An important limitation is the fact that as many as 27% of the control patients were treated with a primarily open abdomen, that is, the same treatment the study aimed at evaluating. This was unforeseen when the propensity scored control group was created and was observed after review of the medical charts from the other vascular centres. We had expected that the clinical routine of leaving the abdomen open would be substantially less common. If treatment with a primarily open abdomen after open repair for rAAA would be associated with a lower mortality and less complications, the fact that 27% of the control patients were treated in this way may result in a type 2 (beta) error. A further limitation of this study is the observational design with an inherent risk of bias. There is a possibility of misclassification due to coding errors, but if present, it is probably non-differential. Finally, there might also be residual confounding, unaccounted for in the propensity score matching and uncontrolled for in the multivariable logistic regression model.
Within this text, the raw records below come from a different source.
use crate::error::QuoteError;
use std::fs::File;
use std::io::BufReader;
use std::io::Cursor;
use std::io::Read;
use std::io::Seek;
use std::path::Path;
use std::path::PathBuf;
use thiserror::Error;
use url::Url;

#[derive(Error, Debug)]
pub enum UnifiedReaderError {
    #[error("Remote source '{0}' is not supported, copy the workbook to a local path")]
    RemoteSourceNotSupported(String),

    #[error("Invalid file URL '{0}'")]
    InvalidFileUrl(String),
}

/// A unified reader over either a local file or an in-memory workbook
pub(crate) enum UnifiedReader {
    /// Local file reader
    Local(BufReader<File>),
    /// In-memory buffer
    Memory(Cursor<Vec<u8>>),
}

impl UnifiedReader {
    /// Opens a local path or `file://` URL
    ///
    /// # Arguments
    /// * `file_name` - Path or URL to the file
    pub(crate) fn new(file_name: &str) -> Result<UnifiedReader, QuoteError> {
        let path = resolve_local_path(file_name)?;
        let file = File::open(path)?;
        Ok(UnifiedReader::Local(BufReader::new(file)))
    }

    /// Wraps workbook bytes already held in memory
    pub(crate) fn from_bytes(bytes: Vec<u8>) -> UnifiedReader {
        UnifiedReader::Memory(Cursor::new(bytes))
    }
}

/// Checks if a file name represents a non-local URL
pub(crate) fn is_remote_url(file_name: &str) -> bool {
    match Url::parse(file_name) {
        // Single letters are Windows drive prefixes such as `C:\data.xlsx`
        Ok(url) => url.scheme() != "file" && url.scheme().len() > 1,
        Err(_) => false,
    }
}

/// Maps a local path or `file://` URL to a filesystem path
pub(crate) fn resolve_local_path(file_name: &str) -> Result<PathBuf, QuoteError> {
    if is_remote_url(file_name) {
        Err(UnifiedReaderError::RemoteSourceNotSupported(file_name.to_owned()))?
    }
    match Url::parse(file_name) {
        Ok(url) if url.scheme() == "file" => url
            .to_file_path()
            .map_err(|_| UnifiedReaderError::InvalidFileUrl(file_name.to_owned()).into()),
        _ => Ok(Path::new(file_name).to_path_buf()),
    }
}

impl Read for UnifiedReader {
    fn read(&mut self, buf: &mut [u8]) -> std::io::Result<usize> {
        match self {
            UnifiedReader::Local(reader) => reader.read(buf),
            UnifiedReader::Memory(reader) => reader.read(buf),
        }
    }
}

impl Seek for UnifiedReader {
    fn seek(&mut self, pos: std::io::SeekFrom) -> std::io::Result<u64> {
        match self {
            UnifiedReader::Local(reader) => reader.seek(pos),
            UnifiedReader::Memory(reader) => reader.seek(pos),
        }
    }
}
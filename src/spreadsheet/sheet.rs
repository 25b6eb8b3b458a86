use crate::spreadsheet::cell::Cell;
use crate::spreadsheet::range::Range;
use crate::spreadsheet::table::Table;
use crate::spreadsheet::SpreadsheetError;
use std::collections::HashSet;

/// Represents a sheet from a spreadsheet file; cells are kept in row-major order.
#[derive(Clone, Debug)]
pub struct Sheet {
    /// Source file name
    pub file_name: String,
    /// Sheet name
    pub name: String,
    /// All non-empty cells in the sheet
    pub cells: Vec<Cell>,
    /// Expected data range (user-specified)
    pub(super) range: Range,
    /// Row limit for data extraction
    pub(super) limit: Option<usize>,
    /// Whether to skip empty rows
    pub(super) skip_empty_rows: bool,
    /// Actual data range (determined from cell data)
    pub row_lower_bound: Option<usize>,
    pub row_upper_bound: Option<usize>,
    pub col_lower_bound: Option<usize>,
    pub col_upper_bound: Option<usize>,
}

impl Sheet {
    /// Creates a new sheet with specified parameters.
    pub(crate) fn new(file_name: &str, name: &str, range: Option<Range>, limit: Option<usize>, skip_empty_rows: bool) -> Self {
        Self {
            file_name: file_name.to_owned(),
            name: name.to_owned(),
            cells: Vec::new(),
            range: range.unwrap_or_default(),
            limit,
            skip_empty_rows,
            row_lower_bound: None,
            row_upper_bound: None,
            col_lower_bound: None,
            col_upper_bound: None,
        }
    }

    /// Returns true if the sheet contains no cells.
    pub fn is_empty(&self) -> bool {
        self.cells.is_empty()
    }

    /// Checks if a row is before the lower bound of the specified range.
    pub(super) fn before_row_lower_bound(&self, row: usize) -> bool {
        self.range.row_lower_bound
            .map(|row_lower_bound| row < row_lower_bound)
            .unwrap_or(false)
    }

    /// Checks if a row is after the upper bound of the specified range or exceeds the row limit.
    pub(super) fn after_row_upper_bound(&self, row: usize) -> bool {
        let is_out_of_bound = self.range.row_upper_bound
            .map(|row_upper_bound| row_upper_bound < row)
            .unwrap_or(false);
        let is_more_than_limit = self.row_lower_bound.zip(self.limit)
            .map(|(row_lower_bound, limit)| row_lower_bound + limit <= row)
            .unwrap_or(false);
        is_out_of_bound || is_more_than_limit
    }

    /// Checks if a column is before the lower bound of the specified range.
    pub(super) fn before_col_lower_bound(&self, col: usize) -> bool {
        self.range.col_lower_bound
            .map(|col_lower_bound| col < col_lower_bound)
            .unwrap_or(false)
    }

    /// Checks if a column is after the upper bound of the specified range.
    pub(super) fn after_col_upper_bound(&self, col: usize) -> bool {
        self.range.col_upper_bound
            .map(|col_upper_bound| col_upper_bound < col)
            .unwrap_or(false)
    }

    /// Checks if a cell at (row, col) is within the specified range and limits.
    pub(super) fn contains(&self, row: usize, col: usize) -> bool {
        !self.before_row_lower_bound(row)
            && !self.after_row_upper_bound(row)
            && !self.before_col_lower_bound(col)
            && !self.after_col_upper_bound(col)
    }

    /// Checks whether accepting a cell on `row` would cross an empty row.
    pub(super) fn is_after_gap(&self, row: usize) -> bool {
        self.row_upper_bound
            .map(|row_upper_bound| row_upper_bound + 1 < row)
            .unwrap_or(false)
    }

    /// Adds a cell to the sheet, updating data ranges.
    pub(crate) fn push(&mut self, cell: Cell) {
        self.update_bound(cell.row, cell.col);
        self.cells.push(cell);
    }

    /// Updates the actual data range boundaries based on cell positions.
    fn update_bound(&mut self, row: usize, col: usize) {
        if self.row_lower_bound.is_none() { // First cell
            self.row_lower_bound = Some(row);
        }
        if self.col_lower_bound.map(|col_lower_bound| col < col_lower_bound).unwrap_or(true) {
            self.col_lower_bound = Some(col);
        }
        if self.col_upper_bound.map(|col_upper_bound| col_upper_bound < col).unwrap_or(true) {
            self.col_upper_bound = Some(col);
        }
        self.row_upper_bound = Some(row);
    }

    /// First column of the dense layout produced by [`Sheet::rows`].
    pub(crate) fn col_origin(&self) -> usize {
        self.range.col_lower_bound.or(self.col_lower_bound).unwrap_or(0)
    }

    /// Lays the cells out as a dense table between the column bounds.
    ///
    /// Each entry is the 0-based sheet row with one slot per column. Rows without any cell
    /// are dropped when the sheet skips empty rows and kept as all-`None` otherwise.
    pub fn rows(&self) -> Vec<(usize, Vec<Option<&Cell>>)> {
        let (row_lower, row_upper) = match self.row_lower_bound.zip(self.row_upper_bound) {
            Some(bounds) => bounds,
            None => return Vec::new(),
        };
        let col_lower = self.col_origin();
        let col_upper = self.range.col_upper_bound.or(self.col_upper_bound).unwrap_or(col_lower);
        let width = col_upper + 1 - col_lower;

        let mut table = Vec::<(usize, Vec<Option<&Cell>>)>::new();
        let mut cells = self.cells.iter().peekable();
        for row in row_lower..=row_upper {
            let mut record = vec![None; width];
            let mut has_cell = false;
            while let Some(cell) = cells.next_if(|cell| cell.row == row) {
                if (col_lower..=col_upper).contains(&cell.col) {
                    record[cell.col - col_lower] = Some(cell);
                    has_cell = true;
                }
            }
            if has_cell || !self.skip_empty_rows {
                table.push((row, record));
            }
        }
        table
    }

    /// Converts the sheet to a table whose first used row is the header.
    pub fn table(&self, nulls: &HashSet<String>) -> Result<Table, SpreadsheetError> {
        Table::from_sheet(self, nulls)
    }
}
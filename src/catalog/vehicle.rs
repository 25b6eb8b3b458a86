use crate::catalog::CatalogError;
use crate::config::VehicleColumns;
use crate::spreadsheet::cell::Cell;
use crate::spreadsheet::table::Row;
use crate::spreadsheet::table::Table;
use serde::Serialize;

/// One row of the vehicle specification sheet.
#[derive(Clone, Debug, PartialEq, Eq, Serialize)]
pub struct Vehicle {
    /// 1-based sheet row the vehicle was read from
    pub row: usize,
    pub brand: String,
    pub model: String,
    pub length_mm: Option<i64>,
    pub width_mm: Option<i64>,
    pub height_mm: Option<i64>,
    /// Pricing tier used as the key into the option price table
    pub classification: Option<String>,
    /// Display-only coating plan price range
    pub price_band: Option<String>,
    /// Base coating price in whole currency units
    pub base_price: Option<u64>,
}

/// Column positions resolved against a table header.
pub(crate) struct VehicleLayout {
    brand: usize,
    model: usize,
    length: usize,
    width: usize,
    height: usize,
    classification: usize,
    price_band: usize,
    base_price: Option<usize>,
}

impl VehicleLayout {
    pub(crate) fn resolve(table: &Table, columns: &VehicleColumns) -> Result<VehicleLayout, CatalogError> {
        Ok(VehicleLayout {
            brand: table.require_column(&columns.brand)?,
            model: table.require_column(&columns.model)?,
            length: table.require_column(&columns.length)?,
            width: table.require_column(&columns.width)?,
            height: table.require_column(&columns.height)?,
            classification: table.require_column(&columns.classification)?,
            price_band: table.require_column(&columns.price_band)?,
            base_price: columns.base_price
                .as_deref()
                .map(|name| table.require_column(name))
                .transpose()?,
        })
    }

    /// Reads a vehicle; rows without brand or model yield `None`.
    pub(crate) fn read(&self, table: &Table, row: &Row) -> Result<Option<Vehicle>, CatalogError> {
        let brand = text(row, self.brand);
        let model = text(row, self.model);
        let (brand, model) = match brand.zip(model) {
            Some(pair) => pair,
            None => return Ok(None),
        };

        let base_price = match self.base_price.and_then(|index| row.get(index)) {
            Some(cell) => Some(integer(table, cell)
                .and_then(|price| u64::try_from(price).map_err(|_| invalid(table, cell, "price must not be negative".to_owned())))?),
            None => None,
        };
        Ok(Some(Vehicle {
            row: row.number,
            brand,
            model,
            length_mm: row.get(self.length).map(|cell| integer(table, cell)).transpose()?,
            width_mm: row.get(self.width).map(|cell| integer(table, cell)).transpose()?,
            height_mm: row.get(self.height).map(|cell| integer(table, cell)).transpose()?,
            classification: text(row, self.classification),
            price_band: text(row, self.price_band),
            base_price,
        }))
    }
}

fn text(row: &Row, index: usize) -> Option<String> {
    row.get(index)
        .map(Cell::to_text)
        .filter(|text| !text.is_empty())
}

fn integer(table: &Table, cell: &Cell) -> Result<i64, CatalogError> {
    cell.to_integer().map_err(|message| invalid(table, cell, message))
}

fn invalid(table: &Table, cell: &Cell, message: String) -> CatalogError {
    CatalogError::InvalidCellValue(
        table.file_name.to_owned(),
        table.sheet_name.to_owned(),
        cell.reference(),
        message,
    )
}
Ideally, the question of whether leaving the abdomen open with delayed closure can improve outcome in rAAA patients treated with open repair should be answered with a randomized controlled trial. However, such a study would be very difficult to perform, for several different reasons. In an era with an increasing use of EVAR in rAAA patients, it would be demanding to include a large enough sample of rAAA patients treated with open repair to have sufficient power. Furthermore, surgeons may be reluctant to randomize patients with large haematomas and swelling, where abdominal closure cannot be made without tension. In the context of these challenges associated with a randomized controlled study, we believe that this propensity-matched retrospective study is a valuable contribution on the subject.
In conclusion, routine open abdomen treatment with delayed closure after open rAAA repair was neither associated with a lower short-term mortality nor less major postoperative complications compared to a propensity score–matched control group where a majority of the patients had the abdomen closed at the end of the primary operation. Therefore, this study does not lend support to routine use of open abdomen treatment after surgical rAAA repair.
Footnotes
Acknowledgements
The authors thank the steering committee of Swedvasc (Lena Blomgren, Magnus Jonsson, Joachim Starck, Katarina Björses, Khatereh Djavani-Gidlund, Alireza Daryapeyma and Kevin Mani) and all participating Swedvasc centres for providing data.
Declaration of conflicting interests
The author(s) declared no potential conflicts of interest with respect to the research, authorship, and/or publication of this article.
Ethical approval
Ethical approval for this study was obtained from the Regional Ethical Review Board of Gothenburg (Approval No. 553-14).
Funding
The author(s) received no financial support for the research, authorship, and/or publication of this article.
Informed consent
Informed consent was not sought for this study because individual patient informed consent is not required for registry studies in Sweden.